But even schools that are high performing or above average and not consistently subjected to the spotlight have blind spots that need to be addressed, whether they be tackling gaps in test scores, graduation rates, participation in SAT or Advanced Placement courses, or absenteeism.

“Until we have a 100 percent graduation rate, 100 percent achievement on whatever measures we are going to use—until we meet that—all schools are in need of improvement,” said Carlas L. McCauley, the director of West Ed’s Center on School Turnaround in Sacramento, Calif.

Moving the needle for struggling students in above-average or high-performing schools is at times difficult to start, in part because those efforts must begin with convincing school leaders that despite years, or even decades, of stellar overall school performance, they still have a lot of work to do to raise the bar for all their students.

Although the No Child Left Behind Act required states and districts to disaggregate data that enabled them to examine subgroup performance in all schools, the hammer fell heavily on the lowest-performing ones. Unsurprisingly, districts paid considerably more attention to the schools at the bottom than the ones that were, on average, making the grade.

The recently passed Every Student Succeeds Act, the updated version of the nation’s K-12 education law, will require states and districts to be much more proactive than they had been in taking action in schools where subgroups of students are struggling.

But even before ESSA, not all schools needed a carrot-and-stick approach to focus on lifting the students who were behind.

“We believe that our job is to educate every student,” said Penny Bidne, the principal of Brimhall Elementary School in Roseville, Minn., just outside Minneapolis. “We put our heads together, and we really work hard at figuring things out and what we need to have in place for all of our students to be achievers.”

For the past four years, Brimhall, a high-performing Title I school, has been recognized as a “reward school,” a designation the Minnesota education department gives to Title I schools that are making headway in closing achievement gaps.

Brimhall is a majority-minority school: 49.2 percent of the students are white, 22.4 percent Asian or Pacific Islander, 14.6 percent black, and 0.7 percent American Indian. Forty-four percent of Brimhall’s 702 students qualify for free and reduced-price meals.

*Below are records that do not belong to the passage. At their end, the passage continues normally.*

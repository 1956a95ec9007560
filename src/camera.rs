//! Camera, projection and the orbit controller.
//!
//! The [`Camera`] is a plain eye/target pair. [`OrbitController`] owns the
//! interaction state: it turns pointer drags and wheel steps into spherical
//! deltas around a fixed target and applies them, damped and clamped, once per
//! frame in [`OrbitController::update`].

use std::f32::consts::{PI, TAU};

use cgmath::{InnerSpace, Matrix4, Point3, Rad, Vector3};
use wgpu::util::DeviceExt;
use winit::{
    dpi::PhysicalPosition,
    event::{ElementState, MouseButton, MouseScrollDelta, WindowEvent},
};

use crate::config::{CameraConfig, OrbitConfig};

#[rustfmt::skip]
pub const OPENGL_TO_WGPU_MATRIX: Matrix4<f32> = Matrix4::new(
    1.0, 0.0, 0.0, 0.0,
    0.0, 1.0, 0.0, 0.0,
    0.0, 0.0, 0.5, 0.0,
    0.0, 0.0, 0.5, 1.0,
);

/// Keeps the polar angle away from the poles where `look_at` degenerates.
const POLE_EPSILON: f32 = 0.000001;

/// Pixels per line when the platform reports wheel steps in lines.
const PIXELS_PER_LINE: f64 = 100.0;

#[derive(Debug, Clone)]
pub struct Camera {
    pub position: Point3<f32>,
    pub target: Point3<f32>,
}

impl Camera {
    pub fn new<P: Into<Point3<f32>>, T: Into<Point3<f32>>>(position: P, target: T) -> Self {
        Self {
            position: position.into(),
            target: target.into(),
        }
    }

    pub fn from_config(config: &CameraConfig) -> Self {
        Self::new(config.position, config.look_at)
    }

    pub fn calc_matrix(&self) -> Matrix4<f32> {
        Matrix4::look_at_rh(self.position, self.target, Vector3::unit_y())
    }
}

/// Perspective projection. `aspect` always mirrors the last size passed to [`Projection::resize`].
#[derive(Debug, Clone)]
pub struct Projection {
    aspect: f32,
    fovy: Rad<f32>,
    znear: f32,
    zfar: f32,
}

impl Projection {
    pub fn new<F: Into<Rad<f32>>>(width: u32, height: u32, fovy: F, znear: f32, zfar: f32) -> Self {
        Self {
            aspect: width as f32 / height.max(1) as f32,
            fovy: fovy.into(),
            znear,
            zfar,
        }
    }

    pub fn resize(&mut self, width: u32, height: u32) {
        if height == 0 {
            return;
        }
        self.aspect = width as f32 / height as f32;
    }

    pub fn aspect(&self) -> f32 {
        self.aspect
    }

    pub fn calc_matrix(&self) -> Matrix4<f32> {
        OPENGL_TO_WGPU_MATRIX * cgmath::perspective(self.fovy, self.aspect, self.znear, self.zfar)
    }
}

#[repr(C)]
#[derive(Debug, Copy, Clone, bytemuck::Pod, bytemuck::Zeroable)]
pub struct CameraUniform {
    view_position: [f32; 4],
    view_proj: [[f32; 4]; 4],
}

impl CameraUniform {
    pub fn new() -> Self {
        use cgmath::SquareMatrix;
        Self {
            view_position: [0.0; 4],
            view_proj: Matrix4::identity().into(),
        }
    }

    pub fn update_view_proj(&mut self, camera: &Camera, projection: &Projection) {
        self.view_position = camera.position.to_homogeneous().into();
        self.view_proj = (projection.calc_matrix() * camera.calc_matrix()).into();
    }
}

impl Default for CameraUniform {
    fn default() -> Self {
        Self::new()
    }
}

/// GPU side of the camera: the uniform and the bind group the pipelines read it from.
#[derive(Debug)]
pub struct CameraResources {
    pub camera: Camera,
    pub controller: OrbitController,
    pub uniform: CameraUniform,
    pub buffer: wgpu::Buffer,
    pub bind_group: wgpu::BindGroup,
    pub bind_group_layout: wgpu::BindGroupLayout,
}

impl CameraResources {
    pub fn new(
        device: &wgpu::Device,
        camera: Camera,
        controller: OrbitController,
        projection: &Projection,
    ) -> Self {
        let mut uniform = CameraUniform::new();
        uniform.update_view_proj(&camera, projection);

        let buffer = device.create_buffer_init(&wgpu::util::BufferInitDescriptor {
            label: Some("Camera Buffer"),
            contents: bytemuck::cast_slice(&[uniform]),
            usage: wgpu::BufferUsages::UNIFORM | wgpu::BufferUsages::COPY_DST,
        });

        let bind_group_layout = device.create_bind_group_layout(&wgpu::BindGroupLayoutDescriptor {
            entries: &[wgpu::BindGroupLayoutEntry {
                binding: 0,
                visibility: wgpu::ShaderStages::VERTEX | wgpu::ShaderStages::FRAGMENT,
                ty: wgpu::BindingType::Buffer {
                    ty: wgpu::BufferBindingType::Uniform,
                    has_dynamic_offset: false,
                    min_binding_size: None,
                },
                count: None,
            }],
            label: Some("camera_bind_group_layout"),
        });

        let bind_group = device.create_bind_group(&wgpu::BindGroupDescriptor {
            layout: &bind_group_layout,
            entries: &[wgpu::BindGroupEntry {
                binding: 0,
                resource: buffer.as_entire_binding(),
            }],
            label: Some("camera_bind_group"),
        });

        Self {
            camera,
            controller,
            uniform,
            buffer,
            bind_group,
            bind_group_layout,
        }
    }

    pub fn write_to_buffer(&mut self, queue: &wgpu::Queue, projection: &Projection) {
        self.uniform.update_view_proj(&self.camera, projection);
        queue.write_buffer(&self.buffer, 0, bytemuck::cast_slice(&[self.uniform]));
    }
}

/// Position on a sphere: `radius`, polar angle `phi` from +Y and azimuth `theta` around Y from +Z.
#[derive(Debug, Clone, Copy, PartialEq)]
pub struct Spherical {
    pub radius: f32,
    pub phi: f32,
    pub theta: f32,
}

impl Spherical {
    pub fn from_offset(offset: Vector3<f32>) -> Self {
        let radius = offset.magnitude();
        if radius == 0.0 {
            return Self {
                radius,
                phi: 0.0,
                theta: 0.0,
            };
        }
        Self {
            radius,
            phi: (offset.y / radius).clamp(-1.0, 1.0).acos(),
            theta: offset.x.atan2(offset.z),
        }
    }

    pub fn to_offset(&self) -> Vector3<f32> {
        let sin_phi_radius = self.phi.sin() * self.radius;
        Vector3::new(
            sin_phi_radius * self.theta.sin(),
            self.phi.cos() * self.radius,
            sin_phi_radius * self.theta.cos(),
        )
    }
}

/// Orbit, zoom and (optionally) auto-rotate a camera around a fixed target.
///
/// Input handlers only accumulate deltas; nothing moves until
/// [`update`](Self::update) runs. With damping on, each update consumes
/// `damping_factor` of the pending rotation and keeps the rest for the
/// following frames, which is what makes the motion trail the pointer.
#[derive(Debug, Clone)]
pub struct OrbitController {
    config: OrbitConfig,
    target: Point3<f32>,
    pending: Spherical,
    scale: f32,
    rotating: bool,
    panning: bool,
    last_cursor: Option<PhysicalPosition<f64>>,
    viewport_height: f32,
}

impl OrbitController {
    pub fn new(config: OrbitConfig) -> Self {
        let target = config.target.into();
        Self {
            config,
            target,
            pending: Spherical {
                radius: 0.0,
                phi: 0.0,
                theta: 0.0,
            },
            scale: 1.0,
            rotating: false,
            panning: false,
            last_cursor: None,
            viewport_height: 1.0,
        }
    }

    pub fn config(&self) -> &OrbitConfig {
        &self.config
    }

    pub fn target(&self) -> Point3<f32> {
        self.target
    }

    /// Drag distances are relative to the viewport height, so the rig needs to know it.
    pub fn set_viewport_height(&mut self, height: u32) {
        self.viewport_height = height.max(1) as f32;
    }

    /// Queue a rotation around the vertical axis (radians, positive turns left).
    ///
    /// Whole revolutions are dropped from the queue, they end where they started.
    pub fn rotate_left(&mut self, angle: f32) {
        if angle.is_finite() {
            self.pending.theta = (self.pending.theta - angle % TAU) % TAU;
        } else {
            log::warn!("Ignoring non-finite orbit angle {}", angle);
        }
    }

    /// Queue a change of the polar angle (radians, positive tilts the camera up).
    pub fn rotate_up(&mut self, angle: f32) {
        if angle.is_finite() {
            // the polar clamp never lets more than half a turn through
            self.pending.phi = (self.pending.phi - angle).clamp(-PI, PI);
        } else {
            log::warn!("Ignoring non-finite orbit angle {}", angle);
        }
    }

    /// Move closer: `factor` in `(0, 1)` shrinks the distance by that ratio on the next update.
    pub fn dolly_in(&mut self, factor: f32) {
        if self.config.enable_zoom && factor.is_finite() && factor > 0.0 {
            self.scale *= factor;
        }
    }

    pub fn dolly_out(&mut self, factor: f32) {
        if self.config.enable_zoom && factor.is_finite() && factor > 0.0 {
            self.scale /= factor;
        }
    }

    /// Panning is disabled for this rig unless the config turns it on, in which case the
    /// target moves in the horizontal plane.
    pub fn pan(&mut self, dx: f32, dz: f32) {
        if !self.config.enable_pan {
            return;
        }
        if dx.is_finite() && dz.is_finite() {
            self.target += Vector3::new(dx, 0.0, dz);
        }
    }

    fn zoom_factor(&self) -> f32 {
        0.95f32.powf(self.config.zoom_speed)
    }

    /// Pointer drag in physical pixels. A full viewport height equals one revolution.
    pub fn handle_mouse(&mut self, dx: f64, dy: f64) {
        let height = self.viewport_height;
        let speed = self.config.rotate_speed;
        self.rotate_left(2.0 * PI * dx as f32 / height * speed);
        self.rotate_up(2.0 * PI * dy as f32 / height * speed);
    }

    /// One wheel gesture; negative `delta_y` (scrolling up) zooms in.
    pub fn handle_scroll(&mut self, delta_y: f64) {
        if delta_y < 0.0 {
            self.dolly_in(self.zoom_factor());
        } else if delta_y > 0.0 {
            self.dolly_out(self.zoom_factor());
        }
    }

    pub fn handle_window_events(&mut self, event: &WindowEvent) {
        match event {
            WindowEvent::MouseInput {
                state,
                button: MouseButton::Left,
                ..
            } => {
                self.rotating = *state == ElementState::Pressed;
            }
            WindowEvent::MouseInput {
                state,
                button: MouseButton::Right,
                ..
            } => {
                self.panning = *state == ElementState::Pressed;
            }
            WindowEvent::CursorMoved { position, .. } => {
                if let Some(last) = self.last_cursor {
                    let (dx, dy) = (position.x - last.x, position.y - last.y);
                    if self.rotating {
                        self.handle_mouse(dx, dy);
                    } else if self.panning {
                        let distance_per_pixel = self.config.max_distance / self.viewport_height;
                        self.pan(-dx as f32 * distance_per_pixel, -dy as f32 * distance_per_pixel);
                    }
                }
                self.last_cursor = Some(*position);
            }
            WindowEvent::CursorLeft { .. } => {
                self.rotating = false;
                self.panning = false;
                self.last_cursor = None;
            }
            WindowEvent::MouseWheel { delta, .. } => {
                let delta_y = match delta {
                    MouseScrollDelta::LineDelta(_, y) => -(*y as f64) * PIXELS_PER_LINE,
                    MouseScrollDelta::PixelDelta(pos) => -pos.y,
                };
                self.handle_scroll(delta_y);
            }
            WindowEvent::PinchGesture { delta, .. } => {
                // positive deltas spread the fingers apart
                if *delta > 0.0 {
                    self.dolly_in(self.zoom_factor());
                } else if *delta < 0.0 {
                    self.dolly_out(self.zoom_factor());
                }
            }
            _ => (),
        }
    }

    /// Advance damping and apply pending input to `camera`. Call exactly once per frame.
    ///
    /// `dt` only matters for auto-rotation. Returns `true` if the camera moved.
    pub fn update(&mut self, camera: &mut Camera, dt: instant::Duration) -> bool {
        let before = camera.position;
        let mut spherical = Spherical::from_offset(camera.position - self.target);

        if self.config.auto_rotate {
            let angle = 2.0 * PI / 60.0 * self.config.auto_rotate_speed * dt.as_secs_f32();
            self.rotate_left(angle);
        }

        if self.config.enable_damping {
            spherical.theta += self.pending.theta * self.config.damping_factor;
            spherical.phi += self.pending.phi * self.config.damping_factor;
        } else {
            spherical.theta += self.pending.theta;
            spherical.phi += self.pending.phi;
        }

        spherical.phi = spherical
            .phi
            .clamp(self.config.min_polar_angle, self.config.max_polar_angle)
            .clamp(POLE_EPSILON, PI - POLE_EPSILON);
        let scaled = spherical.radius * self.scale;
        let radius = if scaled.is_nan() { spherical.radius } else { scaled };
        spherical.radius = radius.clamp(self.config.min_distance, self.config.max_distance);

        let position = self.target + spherical.to_offset();
        if !(position.x.is_finite() && position.y.is_finite() && position.z.is_finite()) {
            log::warn!("Orbit update produced {:?}, keeping the camera where it is", position);
            self.pending.theta = 0.0;
            self.pending.phi = 0.0;
            self.scale = 1.0;
            return false;
        }
        camera.position = position;
        camera.target = self.target;

        if self.config.enable_damping {
            self.pending.theta *= 1.0 - self.config.damping_factor;
            self.pending.phi *= 1.0 - self.config.damping_factor;
        } else {
            self.pending.theta = 0.0;
            self.pending.phi = 0.0;
        }
        self.scale = 1.0;

        (camera.position - before).magnitude2() > f32::EPSILON
    }

    /// Current distance of `camera` from the orbit target.
    pub fn distance(&self, camera: &Camera) -> f32 {
        (camera.position - self.target).magnitude()
    }

    /// Current polar angle of `camera` (radians from +Y).
    pub fn polar_angle(&self, camera: &Camera) -> f32 {
        Spherical::from_offset(camera.position - self.target).phi
    }
}
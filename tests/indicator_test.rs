use std::{cell::RefCell, rc::Rc};

use vitrine::{
    indicator::{LOAD_FAILED_MESSAGE, LogIndicator, ProgressIndicator, finish_load},
    loader::{LoadError, LoadProgress},
};

#[test]
fn should_start_visible_without_progress() {
    let indicator = LogIndicator::default();

    assert!(indicator.is_visible());
    assert_eq!(indicator.progress(), None);
    assert_eq!(indicator.error(), None);
}

#[test]
fn should_track_latest_progress() {
    let mut indicator = LogIndicator::default();

    indicator.set_progress(LoadProgress { loaded: 1, total: 3 });
    indicator.set_progress(LoadProgress { loaded: 2, total: 3 });

    assert_eq!(indicator.progress(), Some(LoadProgress { loaded: 2, total: 3 }));
    assert!(indicator.is_visible());
}

#[test]
fn should_hide_after_model_is_attached() {
    let mut indicator = LogIndicator::default();
    let result: Result<&str, LoadError> = Ok("chair");

    let attached = finish_load(&mut indicator, "chair/scene.gltf", result, |asset| Ok(asset.len()));

    assert_eq!(attached, Some(5));
    assert!(!indicator.is_visible());
    assert_eq!(indicator.error(), None);
}

#[test]
fn should_show_generic_message_on_failure() {
    let mut indicator = LogIndicator::default();
    let result: Result<(), LoadError> = Err(LoadError::MissingBuffer { index: 0 });

    let attached = finish_load(&mut indicator, "chair/scene.gltf", result, |_| -> anyhow::Result<()> {
        panic!("a failed fetch has nothing to attach")
    });

    assert_eq!(attached, None);
    assert!(indicator.is_visible());
    assert_eq!(indicator.error(), Some(LOAD_FAILED_MESSAGE));
    assert_eq!(LOAD_FAILED_MESSAGE, "Failed to load model");
}

#[test]
fn should_show_error_when_attaching_fetched_model_fails() {
    let mut indicator = LogIndicator::default();
    indicator.set_progress(LoadProgress { loaded: 3, total: 3 });
    let result: Result<(), LoadError> = Ok(());

    let attached = finish_load(&mut indicator, "chair/scene.gltf", result, |_| -> anyhow::Result<()> {
        anyhow::bail!("texture upload failed")
    });

    assert_eq!(attached, None);
    assert!(indicator.is_visible());
    assert_eq!(indicator.error(), Some(LOAD_FAILED_MESSAGE));
}

/// Indicator that writes what happens to it into a shared journal.
struct Journal(Rc<RefCell<Vec<&'static str>>>);

impl ProgressIndicator for Journal {
    fn set_progress(&mut self, _progress: LoadProgress) {
        self.0.borrow_mut().push("progress");
    }

    fn hide(&mut self) {
        self.0.borrow_mut().push("hide");
    }

    fn show_error(&mut self, _message: &str) {
        self.0.borrow_mut().push("error");
    }
}

#[test]
fn should_attach_before_hiding() {
    let entries = Rc::new(RefCell::new(Vec::new()));
    let mut indicator = Journal(entries.clone());
    let result: Result<(), LoadError> = Ok(());

    finish_load(&mut indicator, "chair/scene.gltf", result, |_| {
        entries.borrow_mut().push("attach");
        Ok(())
    });

    assert_eq!(*entries.borrow(), vec!["attach", "hide"]);
}

#[test]
fn should_leave_indicator_alone_when_cancelled() {
    let mut indicator = LogIndicator::default();
    indicator.set_progress(LoadProgress { loaded: 1, total: 2 });
    let before = indicator.clone();
    let result: Result<(), LoadError> = Err(LoadError::Cancelled);

    let attached = finish_load(&mut indicator, "chair/scene.gltf", result, |_| -> anyhow::Result<()> {
        panic!("a cancelled load has nothing to attach")
    });

    assert_eq!(attached, None);
    assert_eq!(indicator, before);
}

#[test]
fn should_describe_load_errors() {
    let error = LoadError::Fetch {
        url: "https://example.org/assets/scene.gltf".to_string(),
        message: "404 Not Found".to_string(),
    };

    assert_eq!(
        error.to_string(),
        "failed to fetch https://example.org/assets/scene.gltf: 404 Not Found"
    );
    assert_eq!(LoadError::Cancelled.to_string(), "model load was cancelled");
}
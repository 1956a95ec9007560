use std::{env, path::PathBuf};

use anyhow::Result;
use fs_extra::dir::{CopyOptions, copy};

/// Bundles `assets/` (the showcase model and its textures) with the build so the
/// native viewer finds it when started outside the crate directory.
fn main() -> Result<()> {
    println!("cargo:rerun-if-changed=assets");

    let manifest_dir = PathBuf::from(env::var("CARGO_MANIFEST_DIR")?);
    let assets = manifest_dir.join("assets");
    if !assets.is_dir() {
        return Ok(());
    }

    let out_dir = PathBuf::from(env::var("OUT_DIR")?);
    let options = CopyOptions {
        overwrite: true,
        ..CopyOptions::new()
    };
    copy(&assets, &out_dir, &options)?;
    println!(
        "cargo:rustc-env=VITRINE_ASSET_DIR={}",
        out_dir.join("assets").display()
    );

    Ok(())
}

The emphasis has been on narrowing the proficiency gap in math and reading between black students and their white counterparts, and between English-language learners and native speakers. In recent years, the school has added a focus on Hispanic and special education students, said Bidne, the principal for 20 years.

Targeted Approach

The school has been systematic in its improvement strategy.

For example, it uses student data to set goals buildingwide and aggressively follows up on those goals through weekly meetings.

Taking Aim

In school improvement, local context matters, and it matters a huge deal. As a result, there really are no blanket research based strategies that will work in all schools and in all cases. Strategies have to be tailored to the school environment, quality, and history. However, lessons gleaned from years of research and from the Obama administration’s School Improvement Grants Program have provided takeaways for school leaders and others who are embarking on school turnarounds. Here are a number of prime focus areas:

Leadership
A district needs a school leader or principal who can set a vision for the school, motivate others to follow that vision, and adjust that vision based on what’s happening on the ground. The leader must support teachers’ professional growth. In hiring the school leader, the district must be very clear about the problem it is trying to address and the competencies the turnaround leader must possess. And it has to make hiring decisions that reflect the school’s priorities.
Example: Fern Creek High School, Louisville, Ky. The school was put on the state’s “priority” list in 2010 under a new state law that identified the lowest-performing schools for interventions. Leadership was a key focus for the district as it sought to turn around the school. It hired Nate Meyer, who had been an assistant principal at the school for seven years, in 2014. The school was able to exit the “priority” designation in 2015.

Talent Development
It’s not just hiring the right leader, but also ensuring that everyone in the system has the right set of skills and commitment. There must be a comprehensive strategy to recruit, develop, and retain competent workers. On the school level, that may require rethinking professional development and adding instructional support for teachers. Teacher leadership can also an important piece of the talent-development effort. Example: Coulwood Middle School, Charlotte, N.C. The school, once an F school in the state’s school grading system, chose a distributed-leadership model, with the use of multiclassroom lead teachers. Lead teachers help write and analyze lesson plans, co teach, and assist teachers with practicing lessons before they are delivered to students.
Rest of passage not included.